Exercise instructions: Repeat the entries that appear below, exactly and in full.

Supplied data:

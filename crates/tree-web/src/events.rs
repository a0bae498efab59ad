use crate::app::{apply_command, App};
use crate::dom;
use crate::input;
use std::cell::RefCell;
use std::rc::Rc;
use tree_core::SessionCommand;
use wasm_bindgen::closure::Closure;
use wasm_bindgen::JsCast;
use web_sys as web;

pub const START_BUTTON_ID: &str = "start-button";
pub const GESTURE_TOGGLE_ID: &str = "gesture-toggle";
pub const PARTICLE_COUNT_ID: &str = "particle-count";

fn listen<E: JsCast + 'static>(
    target: &web::EventTarget,
    kind: &str,
    mut handler: impl FnMut(E) + 'static,
) {
    let closure = Closure::wrap(Box::new(move |ev: web::Event| {
        if let Ok(ev) = ev.dyn_into::<E>() {
            handler(ev);
        }
    }) as Box<dyn FnMut(web::Event)>);
    _ = target.add_event_listener_with_callback(kind, closure.as_ref().unchecked_ref());
    closure.forget();
}

fn dispatch(app: &Rc<RefCell<App>>, f: impl FnOnce(&mut App) -> SessionCommand) {
    let command = f(&mut app.borrow_mut());
    apply_command(app, command);
}

/// Start button, gesture toggle and particle count input. Each one is
/// optional on the page.
pub fn wire_controls(document: &web::Document, app: &Rc<RefCell<App>>) {
    if let Ok(button) = dom::element::<web::HtmlElement>(document, START_BUTTON_ID) {
        let app = app.clone();
        let target = button.clone();
        listen(&button, "click", move |_: web::MouseEvent| {
            log::info!("[session] start");
            dispatch(&app, |a| a.session.set_started(true));
            _ = target.set_attribute("hidden", "");
        });
    }

    if let Ok(toggle) = dom::element::<web::HtmlInputElement>(document, GESTURE_TOGGLE_ID) {
        let app = app.clone();
        let toggle_c = toggle.clone();
        listen(&toggle, "change", move |_: web::Event| {
            let enabled = toggle_c.checked();
            log::info!("[session] gesture control {}", if enabled { "on" } else { "off" });
            dispatch(&app, |a| {
                a.scene.reset_input();
                a.session.set_gesture_enabled(enabled)
            });
        });
    }

    if let Ok(slider) = dom::element::<web::HtmlInputElement>(document, PARTICLE_COUNT_ID) {
        let app = app.clone();
        let slider_c = slider.clone();
        listen(&slider, "change", move |_: web::Event| {
            match slider_c.value().trim().parse::<usize>() {
                Ok(count) => {
                    if let Err(e) = app.borrow_mut().scene.set_particle_count(count) {
                        log::warn!("[scene] {}", e);
                    }
                }
                Err(_) => log::warn!("[scene] bad particle count {:?}", slider_c.value()),
            }
        });
    }
}

/// Pointer and wheel fallback. Ignored while the hand detector drives input.
pub fn wire_pointer(canvas: &web::HtmlCanvasElement, app: &Rc<RefCell<App>>) {
    {
        let app = app.clone();
        let canvas_c = canvas.clone();
        listen(canvas, "pointerdown", move |ev: web::PointerEvent| {
            let mut a = app.borrow_mut();
            if a.session.gesture_input_active() {
                return;
            }
            _ = canvas_c.set_pointer_capture(ev.pointer_id());
            a.scene.pointer_press(input::pointer_css_x(&ev, &canvas_c));
        });
    }
    {
        let app = app.clone();
        let canvas_c = canvas.clone();
        listen(canvas, "pointermove", move |ev: web::PointerEvent| {
            let mut a = app.borrow_mut();
            if a.session.gesture_input_active() {
                return;
            }
            a.scene.pointer_move(input::pointer_css_x(&ev, &canvas_c));
        });
    }
    for kind in ["pointerup", "pointercancel", "pointerleave"] {
        let app = app.clone();
        listen(canvas, kind, move |_: web::PointerEvent| {
            let mut a = app.borrow_mut();
            if !a.session.gesture_input_active() {
                a.scene.pointer_release();
            }
        });
    }
    {
        let app = app.clone();
        listen(canvas, "wheel", move |ev: web::WheelEvent| {
            let mut a = app.borrow_mut();
            if a.session.gesture_input_active() {
                return;
            }
            ev.prevent_default();
            a.scene.wheel(input::wheel_lines(&ev));
        });
    }
}

pub fn wire_canvas_resize(canvas: &web::HtmlCanvasElement) {
    dom::sync_canvas_backing_size(canvas);
    if let Some(window) = web::window() {
        let canvas = canvas.clone();
        listen(&window, "resize", move |_: web::Event| {
            dom::sync_canvas_backing_size(&canvas);
        });
    }
}
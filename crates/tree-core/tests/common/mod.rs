// Shared fixtures for the core integration tests.

#![allow(dead_code)]

use glam::{Vec2, Vec3};
use tree_core::{HandLandmarks, FINGERTIPS, INDEX_MCP, LANDMARK_COUNT};

/// Points for a synthetic hand: every joint on the wrist, the index knuckle
/// `palm` above it, and each fingertip `reach` away in a fan.
pub fn hand_points(wrist: Vec2, palm: f32, reach: f32) -> Vec<Vec3> {
    let mut points = vec![wrist.extend(0.0); LANDMARK_COUNT];
    points[INDEX_MCP] = Vec3::new(wrist.x, wrist.y - palm, 0.0);
    for (k, &tip) in FINGERTIPS.iter().enumerate() {
        let angle = -std::f32::consts::FRAC_PI_2 + (k as f32 - 2.0) * 0.3;
        let dir = Vec2::new(angle.cos(), angle.sin());
        points[tip] = (wrist + dir * reach).extend(0.0);
    }
    points
}

pub fn hand(wrist: Vec2, palm: f32, reach: f32) -> HandLandmarks {
    HandLandmarks::from_points(&hand_points(wrist, palm, reach)).expect("valid hand")
}

/// A fist-like hand: fingertips as far from the wrist as the knuckle.
pub fn closed_hand(wrist_x: f32) -> HandLandmarks {
    hand(Vec2::new(wrist_x, 0.6), 0.1, 0.1)
}

pub fn seeded_scene(count: usize) -> tree_core::Scene {
    tree_core::Scene::new(tree_core::SceneParams {
        particle_count: count,
        seed: Some(7),
        ..Default::default()
    })
    .expect("scene")
}
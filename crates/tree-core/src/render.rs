//! GPU-facing data layouts shared by the native and web renderers.
//!
//! Both frontends draw every visible point (field, burst sparks, apex star)
//! as one instanced billboard quad stream using [`crate::SCENE_WGSL`].

use crate::state::Camera;

#[repr(C)]
#[derive(Copy, Clone, Debug, Default, PartialEq, bytemuck::Pod, bytemuck::Zeroable)]
pub struct Uniforms {
    pub view: [[f32; 4]; 4],
    pub proj: [[f32; 4]; 4],
}

impl Uniforms {
    pub fn from_camera(camera: &Camera) -> Self {
        Self {
            view: camera.view_matrix().to_cols_array_2d(),
            proj: camera.projection_matrix().to_cols_array_2d(),
        }
    }
}

/// One billboard. `scale` is the quad edge in world units; zero hides it.
#[repr(C)]
#[derive(Copy, Clone, Debug, Default, PartialEq, bytemuck::Pod, bytemuck::Zeroable)]
pub struct PointInstance {
    pub pos: [f32; 3],
    pub scale: f32,
    pub color: [f32; 4],
}

/// Unit quad as two triangles, `x, y` per vertex.
pub const QUAD_VERTICES: [f32; 12] = [
    -0.5, -0.5, 0.5, -0.5, 0.5, 0.5, -0.5, -0.5, 0.5, 0.5, -0.5, 0.5,
];

/// Byte offsets of the instance attributes, in shader location order 1..=3.
pub const INSTANCE_ATTRIBUTE_OFFSETS: [u64; 3] = [0, 12, 16];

Response to the exercise:
filename crates/tree-web/src/events.rs
repository a0bae498efab59ad
use crate::app::{apply_command, App};
use crate::dom;
use crate::input;
use std::cell::RefCell;
use std::rc::Rc;
use tree_core::SessionCommand;
use wasm_bindgen::closure::Closure;
use wasm_bindgen::JsCast;
use web_sys as web;

pub const START_BUTTON_ID: &str = "start-button";
pub const GESTURE_TOGGLE_ID: &str = "gesture-toggle";
pub const PARTICLE_COUNT_ID: &str = "particle-count";

fn listen<E: JsCast + 'static>(
    target: &web::EventTarget,
    kind: &str,
    mut handler: impl FnMut(E) + 'static,
) {
    let closure = Closure::wrap(Box::new(move |ev: web::Event| {
        if let Ok(ev) = ev.dyn_into::<E>() {
            handler(ev);
        }
    }) as Box<dyn FnMut(web::Event)>);
    _ = target.add_event_listener_with_callback(kind, closure.as_ref().unchecked_ref());
    closure.forget();
}

fn dispatch(app: &Rc<RefCell<App>>, f: impl FnOnce(&mut App) -> SessionCommand) {
    let command = f(&mut app.borrow_mut());
    apply_command(app, command);
}

/// Start button, gesture toggle and particle count input. Each one is
/// optional on the page.
pub fn wire_controls(document: &web::Document, app: &Rc<RefCell<App>>) {
    if let Ok(button) = dom::element::<web::HtmlElement>(document, START_BUTTON_ID) {
        let app = app.clone();
        let target = button.clone();
        listen(&button, "click", move |_: web::MouseEvent| {
            log::info!("[session] start");
            dispatch(&app, |a| a.session.set_started(true));
            _ = target.set_attribute("hidden", "");
        });
    }

    if let Ok(toggle) = dom::element::<web::HtmlInputElement>(document, GESTURE_TOGGLE_ID) {
        let app = app.clone();
        let toggle_c = toggle.clone();
        listen(&toggle, "change", move |_: web::Event| {
            let enabled = toggle_c.checked();
            log::info!("[session] gesture control {}", if enabled { "on" } else { "off" });
            dispatch(&app, |a| {
                a.scene.reset_input();
                a.session.set_gesture_enabled(enabled)
            });
        });
    }

    if let Ok(slider) = dom::element::<web::HtmlInputElement>(document, PARTICLE_COUNT_ID) {
        let app = app.clone();
        let slider_c = slider.clone();
        listen(&slider, "change", move |_: web::Event| {
            match slider_c.value().trim().parse::<usize>() {
                Ok(count) => {
                    if let Err(e) = app.borrow_mut().scene.set_particle_count(count) {
                        log::warn!("[scene] {}", e);
                    }
                }
                Err(_) => log::warn!("[scene] bad particle count {:?}", slider_c.value()),
            }
        });
    }
}

/// Pointer and wheel fallback. Ignored while the hand detector drives input.
pub fn wire_pointer(canvas: &web::HtmlCanvasElement, app: &Rc<RefCell<App>>) {
    {
        let app = app.clone();
        let canvas_c = canvas.clone();
        listen(canvas, "pointerdown", move |ev: web::PointerEvent| {
            let mut a = app.borrow_mut();
            if a.session.gesture_input_active() {
                return;
            }
            _ = canvas_c.set_pointer_capture(ev.pointer_id());
            a.scene.pointer_press(input::pointer_css_x(&ev, &canvas_c));
        });
    }
    {
        let app = app.clone();
        let canvas_c = canvas.clone();
        listen(canvas, "pointermove", move |ev: web::PointerEvent| {
            let mut a = app.borrow_mut();
            if a.session.gesture_input_active() {
                return;
            }
            a.scene.pointer_move(input::pointer_css_x(&ev, &canvas_c));
        });
    }
    for kind in ["pointerup", "pointercancel", "pointerleave"] {
        let app = app.clone();
        listen(canvas, kind, move |_: web::PointerEvent| {
            let mut a = app.borrow_mut();
            if !a.session.gesture_input_active() {
                a.scene.pointer_release();
            }
        });
    }
    {
        let app = app.clone();
        listen(canvas, "wheel", move |ev: web::WheelEvent| {
            let mut a = app.borrow_mut();
            if a.session.gesture_input_active() {
                return;
            }
            ev.prevent_default();
            a.scene.wheel(input::wheel_lines(&ev));
        });
    }
}

pub fn wire_canvas_resize(canvas: &web::HtmlCanvasElement) {
    dom::sync_canvas_backing_size(canvas);
    if let Some(window) = web::window() {
        let canvas = canvas.clone();
        listen(&window, "resize", move |_: web::Event| {
            dom::sync_canvas_backing_size(&canvas);
        });
    }
}
filename crates/tree-core/tests/common/mod.rs
// Shared fixtures for the core integration tests.

#![allow(dead_code)]

use glam::{Vec2, Vec3};
use tree_core::{HandLandmarks, FINGERTIPS, INDEX_MCP, LANDMARK_COUNT};

/// Points for a synthetic hand: every joint on the wrist, the index knuckle
/// `palm` above it, and each fingertip `reach` away in a fan.
pub fn hand_points(wrist: Vec2, palm: f32, reach: f32) -> Vec<Vec3> {
    let mut points = vec![wrist.extend(0.0); LANDMARK_COUNT];
    points[INDEX_MCP] = Vec3::new(wrist.x, wrist.y - palm, 0.0);
    for (k, &tip) in FINGERTIPS.iter().enumerate() {
        let angle = -std::f32::consts::FRAC_PI_2 + (k as f32 - 2.0) * 0.3;
        let dir = Vec2::new(angle.cos(), angle.sin());
        points[tip] = (wrist + dir * reach).extend(0.0);
    }
    points
}

pub fn hand(wrist: Vec2, palm: f32, reach: f32) -> HandLandmarks {
    HandLandmarks::from_points(&hand_points(wrist, palm, reach)).expect("valid hand")
}

/// A fist-like hand: fingertips as far from the wrist as the knuckle.
pub fn closed_hand(wrist_x: f32) -> HandLandmarks {
    hand(Vec2::new(wrist_x, 0.6), 0.1, 0.1)
}

pub fn seeded_scene(count: usize) -> tree_core::Scene {
    tree_core::Scene::new(tree_core::SceneParams {
        particle_count: count,
        seed: Some(7),
        ..Default::default()
    })
    .expect("scene")
}
filename crates/tree-core/src/render.rs
//! GPU-facing data layouts shared by the native and web renderers.
//!
//! Both frontends draw every visible point (field, burst sparks, apex star)
//! as one instanced billboard quad stream using [`crate::SCENE_WGSL`].

use crate::state::Camera;

#[repr(C)]
#[derive(Copy, Clone, Debug, Default, PartialEq, bytemuck::Pod, bytemuck::Zeroable)]
pub struct Uniforms {
    pub view: [[f32; 4]; 4],
    pub proj: [[f32; 4]; 4],
}

impl Uniforms {
    pub fn from_camera(camera: &Camera) -> Self {
        Self {
            view: camera.view_matrix().to_cols_array_2d(),
            proj: camera.projection_matrix().to_cols_array_2d(),
        }
    }
}

/// One billboard. `scale` is the quad edge in world units; zero hides it.
#[repr(C)]
#[derive(Copy, Clone, Debug, Default, PartialEq, bytemuck::Pod, bytemuck::Zeroable)]
pub struct PointInstance {
    pub pos: [f32; 3],
    pub scale: f32,
    pub color: [f32; 4],
}

/// Unit quad as two triangles, `x, y` per vertex.
pub const QUAD_VERTICES: [f32; 12] = [
    -0.5, -0.5, 0.5, -0.5, 0.5, 0.5, -0.5, -0.5, 0.5, 0.5, -0.5, 0.5,
];

/// Byte offsets of the instance attributes, in shader location order 1..=3.
pub const INSTANCE_ATTRIBUTE_OFFSETS: [u64; 3] = [0, 12, 16];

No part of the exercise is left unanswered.